Но пока мне рот не забили глиной,
Из него будет раздаваться лишь благодарность.
Была тишина. Потом – овация. Он стал читать этот стих уже по-английски.
Потом мы сидели на краю огромного зеленого поля. Спортсмены двух колледжей – в желтом и зеленом – играли в американский футбол. Было несколько странно, что проходящий футбол вызывал у них ажиотаж ничуть не меньший, чем прошедшее выступление…
Через полчаса было новое выступление – и не хотелось плестись в наш домик и сразу – обратно, поэтому мы пережидали на лужайке… Разговор шел о пустяках. Назавтра он уезжал, и надо бы было сказать важное: что он значит теперь для нас. Но для старых приятелей, выросших в эпоху анекдотов, пафос не проходил.
– Нет, не пойдем! Тут поошиваемся! – запросто проговорил Иосиф.
– "Хата есть, но лень тащиться!" – процитировал я одно из любимых моих его стихотворений.
Иосиф усмехнулся. Пусть хотя бы видит, что мы знаем его наизусть.
Ночью мы долго сидели в нашем домике, вспоминали общих приятелей – горемык, пили водку. Наверно, это было неправильно после недавней сердечной операции Бродского – Голышев перед каждой новой рюмкой вопросительно глядел на Иосифа, и тот кивал. Жена его кидала гневные взгляды – но мастер гулял! Когда же еще и погулять, как не при встрече с земляками!
– Мудак! – вдруг явственно проговорила она и, поднявшись во весь свой прелестный рост, ушла наверх в комнату. Оказывается, она неплохо знает русский!
Иосиф не прореагировал, увлеченный беседой…
Прерывистой ночной сон, случившийся где-то уже под утро, состоял из отрывков, вспышек-кадров. Пронзенный солнцем угол школьного коридора. И рыжий картавый мальчик что-то возбужденно кричит, машет руками. Это не школа против дома Мурузи. У советской власти среди многих странностей была и такая – ни в коем случае не записывать учеников в школу около дома, а посылать вдаль, и каждый год переводить каждого в другую школу, – видимо, для того, чтобы не образовывались заговоры. Этот солнечный кадр – в школе № 196 на Моховой улице, напротив теперешнего журнала "Звезда". В пятьдесят каком году?
НЕКРАСОВ
Идем дальше. На углу Литейного и бывшей Бассейной стоит небольшой трехэтажный "дом Краевского". Весь второй этаж в нем занимала (и теперь занимает) квартира Некрасова. Нет в России другого поэта, который бы так горько и полно рассказал о жизни бедного люда.
О, горько, горько я рыдал,
Когда в то утро я стоял
На берегу родной реки,
И в первый раз ее назвал
Рекою рабства и тоски!..
И в то же время никто так не показал силу и красоту нашего народа.

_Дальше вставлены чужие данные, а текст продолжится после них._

// ─── Tests ───────────────────────────────────────────────────────────────────

#[cfg(test)]
mod tests {
    use super::*;
    use std::cell::RefCell;
    use std::rc::Rc;

    use n_term::terminal::Headless;
    use pretty_assertions::assert_eq;

    #[derive(Clone, Default)]
    struct Sink(Rc<RefCell<Vec<u8>>>);

    impl Write for Sink {
        fn write(&mut self, buf: &[u8]) -> io::Result<usize> {
            self.0.borrow_mut().extend_from_slice(buf);
            Ok(buf.len())
        }

        fn flush(&mut self) -> io::Result<()> {
            Ok(())
        }
    }

    impl Sink {
        fn contents(&self) -> String {
            String::from_utf8_lossy(&self.0.borrow()).into_owned()
        }
    }

    /// Yields its bytes, then fails.
    struct FailAfter(&'static [u8]);

    impl Read for FailAfter {
        fn read(&mut self, buf: &mut [u8]) -> io::Result<usize> {
            if self.0.is_empty() {
                return Err(io::Error::other("input broke"));
            }
            let n = buf.len().min(self.0.len());
            buf[..n].copy_from_slice(&self.0[..n]);
            self.0 = &self.0[n..];
            Ok(n)
        }
    }

    struct Refuses;

    impl TermDriver for Refuses {
        fn enable_raw(&mut self) -> io::Result<()> {
            Err(io::Error::other("not a tty"))
        }

        fn restore(&mut self) -> io::Result<()> {
            Ok(())
        }

        fn width(&mut self) -> io::Result<u16> {
            Ok(80)
        }
    }

    fn interactive(input: &'static [u8]) -> (Scanner, Sink, Headless) {
        let sink = Sink::default();
        let term = Headless::new(80);
        let scanner = Scanner::builder()
            .input(input)
            .output(sink.clone())
            .terminal(term.clone())
            .build();
        (scanner, sink, term)
    }

    fn fallback(input: &'static [u8]) -> (Scanner, Sink) {
        let sink = Sink::default();
        let scanner = Scanner::builder().input(input).output(sink.clone()).build();
        (scanner, sink)
    }

    // ── Fallback mode ───────────────────────────────────────────────

    #[test]
    fn fallback_reads_records() {
        let (mut s, sink) = fallback(b"hello\nworld\r\n");
        assert!(!s.is_interactive());
        assert!(s.scan("> "));
        assert_eq!(s.text(), "hello");
        assert!(s.scan("> "));
        assert_eq!(s.text(), "world");
        assert!(!s.scan("> "));
        assert!(s.err().is_none());
        assert_eq!(sink.contents(), "> > > ");
    }

    #[test]
    fn fallback_keeps_bytes_verbatim() {
        let (mut s, _) = fallback(b"\xffab\x1b[D\n");
        assert!(s.scan(""));
        assert_eq!(s.bytes(), b"\xffab\x1b[D");
        assert_eq!(s.text(), "\u{fffd}ab\x1b[D");
    }

    #[test]
    fn fallback_read_error() {
        let sink = Sink::default();
        let mut s = Scanner::builder()
            .input(FailAfter(b""))
            .output(sink)
            .build();
        assert!(!s.scan("> "));
        assert!(matches!(s.err(), Some(Error::Io(_))));
    }

    // ── Interactive mode ────────────────────────────────────────────

    #[test]
    fn edits_and_enters_line() {
        let (mut s, sink, term) = interactive(b"ab\x02c\r");
        assert!(s.is_interactive());
        assert!(s.scan("> "));
        assert_eq!(s.text(), "acb");
        assert_eq!(s.editor().pos().index, 2);
        assert!(!term.is_raw());
        assert_eq!(
            sink.contents(),
            "> ab\r> ab\x1b[0K\r\x1b[3C\r> acb\x1b[0K\r\x1b[4C\n"
        );
    }

    #[test]
    fn consecutive_scans() {
        let (mut s, _, _) = interactive(b"one\rtwo\n");
        assert!(s.scan("> "));
        assert_eq!(s.text(), "one");
        assert!(s.scan("> "));
        assert_eq!(s.text(), "two");
        assert!(!s.scan("> "));
        assert_eq!(s.text(), "");
        assert!(s.err().is_none());
    }

    #[test]
    fn exhausted_input_is_implicit_enter() {
        let (mut s, _, term) = interactive(b"abc");
        assert!(!s.scan("> "));
        assert_eq!(s.text(), "abc");
        assert!(s.err().is_none());
        assert!(!term.is_raw());
        assert!(!s.editor().history().is_active());
    }

    #[test]
    fn ctrl_d_on_empty_line_ends() {
        let (mut s, _, _) = interactive(b"\x04more");
        assert!(!s.scan("> "));
        assert!(s.err().is_none());
        assert_eq!(s.text(), "");
        assert!(s.editor().history().working().is_empty());
    }

    #[test]
    fn read_error_is_reported() {
        let sink = Sink::default();
        let term = Headless::new(80);
        let mut s = Scanner::builder()
            .input(FailAfter(b"ab"))
            .output(sink)
            .terminal(term.clone())
            .build();
        assert!(!s.scan("> "));
        assert_eq!(s.text(), "ab");
        assert!(matches!(s.err(), Some(Error::Io(_))));
        assert!(!term.is_raw());
    }

    #[test]
    fn raw_mode_failure_is_reported() {
        let mut s = Scanner::builder()
            .input(&b"abc\r"[..])
            .output(Sink::default())
            .terminal(Refuses)
            .build();
        assert!(!s.scan("> "));
        assert!(matches!(s.err(), Some(Error::Terminal(_))));
    }

    #[test]
    fn zero_width_means_eighty() {
        let mut s = Scanner::builder()
            .input(&b"\r"[..])
            .output(Sink::default())
            .terminal(Headless::new(0))
            .build();
        assert!(s.scan(""));
        assert_eq!(s.editor().cols(), 80);
    }

    // ── Interrupts ──────────────────────────────────────────────────

    #[test]
    fn default_interrupt_clears_line() {
        let (mut s, sink, term) = interactive(b"abc\x03");
        s.add_to_history("old");
        assert!(s.scan("> "));
        assert_eq!(s.text(), "");
        assert!(sink.contents().ends_with("^C\n"));
        assert!(!term.is_raw());
        assert_eq!(s.editor().history().working(), ["old"]);
    }

    #[test]
    fn custom_interrupt_policy() {
        fn stop(s: &mut Scanner) -> bool {
            s.editor_mut().write_raw(b"[interrupted]");
            false
        }
        let sink = Sink::default();
        let mut s = Scanner::builder()
            .input(&b"abc\x03"[..])
            .output(sink.clone())
            .terminal(Headless::new(80))
            .on_interrupt(stop)
            .build();
        assert!(!s.scan("> "));
        assert_eq!(s.text(), "abc");
        assert!(sink.contents().ends_with("[interrupted]\n"));
    }

    // ── History ─────────────────────────────────────────────────────

    #[test]
    fn entered_lines_need_explicit_commit() {
        let (mut s, sink, _) = interactive(b"x\r\x10\r");
        assert!(s.scan("> "));
        assert_eq!(s.text(), "x");
        assert!(s.scan("> "));
        assert_eq!(s.text(), "");
        assert!(sink.contents().contains('\x07'));
    }

    #[test]
    fn committed_lines_are_browsable() {
        let (mut s, _, _) = interactive(b"x\r\x10\r");
        assert!(s.scan("> "));
        let line = s.text().into_owned();
        s.add_to_history(&line);
        assert!(s.scan("> "));
        assert_eq!(s.text(), "x");
    }

    #[test]
    fn clear_history_forgets() {
        let (mut s, _, _) = interactive(b"\x10\r");
        s.add_to_history("gone");
        s.clear_history();
        assert!(s.scan("> "));
        assert_eq!(s.text(), "");
    }

    #[test]
    fn save_and_load_history() {
        let dir = tempfile::tempdir().unwrap();
        let path = dir.path().join("history");

        let (mut s, _, _) = interactive(b"");
        s.add_to_history("first");
        s.add_to_history("second");
        s.save_history(&path).unwrap();
        assert_eq!(std::fs::read_to_string(&path).unwrap(), "first\nsecond\n");

        let (mut s, _, _) = interactive(b"\x10\x10\r");
        s.load_history(&path).unwrap();
        assert!(s.scan("> "));
        assert_eq!(s.text(), "first");
    }

    #[test]
    fn load_missing_history_names_path() {
        let (mut s, _, _) = interactive(b"");
        let err = s.load_history("/nonexistent/n-line/history").unwrap_err();
        assert!(matches!(err, Error::History { .. }));
        assert!(err.to_string().contains("/nonexistent/n-line/history"));
    }

    // ── Custom keymaps ──────────────────────────────────────────────

    #[test]
    fn custom_keymap_is_used() {
        let mut keymap = Keymap::default();
        keymap.bind(b"\x0f".to_vec(), n_editor::Action::Enter);
        let mut s = Scanner::builder()
            .input(&b"hi\x0f"[..])
            .output(Sink::default())
            .terminal(Headless::new(80))
            .keymap(keymap)
            .build();
        assert!(s.scan("> "));
        assert_eq!(s.text(), "hi");
    }
}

Да не робей за Отчизну любезную…
Вынес достаточно русский народ,
Вынес и эту дорогу железную -
Вынесет все, что Господь ни пошлет!
У его поэзии истинно народная душа – не зря многие его стихи стали любимыми народными песнями – "Что ты жадно глядишь на дорогу?", "Коробейники". Никто не заставляет петь эти песни – они сами поются. Всю жизнь он был на стороне бедных и угнетенных, бичевал помещиков и фабрикантов, обманывающих и истязающих русский народ. Даже на Бога замахнулся!
Работаешь один,
А чуть работа кончена -
Гляди, стоят три дольщика:
Бог, царь и господин!
Он жил в этом доме 60-е годы XIX века, когда накалялись революционные настроения, когда все больше места в истории вместо дворян занимали разночинцы, жаждущие равноправия и перемен. Некрасов выпускал здесь самый радикальный журнал своего времени. Он получал неоднократные предупреждения о недопустимости публикаций, призывающих к борьбе с правящим классом, с существующим строем, и в конце концов, после покушения Каракозова на Александра II журнал "Современник" за его революционные призывы был закрыт. Некрасов всегда был на примете у полиции, особенно из-за дружбы и сотрудничества с опальными Белинским и Чернышевским.
Он, глядя из своего окна через Литейный на подъезд знатного вельможи напротив, написал горестные "Размышления у парадного подъезда" о бесправных крестьянах-просителях, изгнанных из этого подъезда швейцаром. Стихи его навсегда ложатся в память и душу. До сих пор мы говорим о несправедливо обиженных словами Некрасова: "И пошли они, солнцем палимы!".
И пошли они, солнцем палимы,
Повторяя: "Суди его бог!"
Разводя безнадежно руками,
И, покуда я видеть их мог,
С непокрытыми шли головами…
На его похоронах плакали крестьяне, рабочие, он был истинно народным поэтом. Был, как писали в газетах, "весь штаб русской революции". На гроб был возложен венок с надписью "От социалистов".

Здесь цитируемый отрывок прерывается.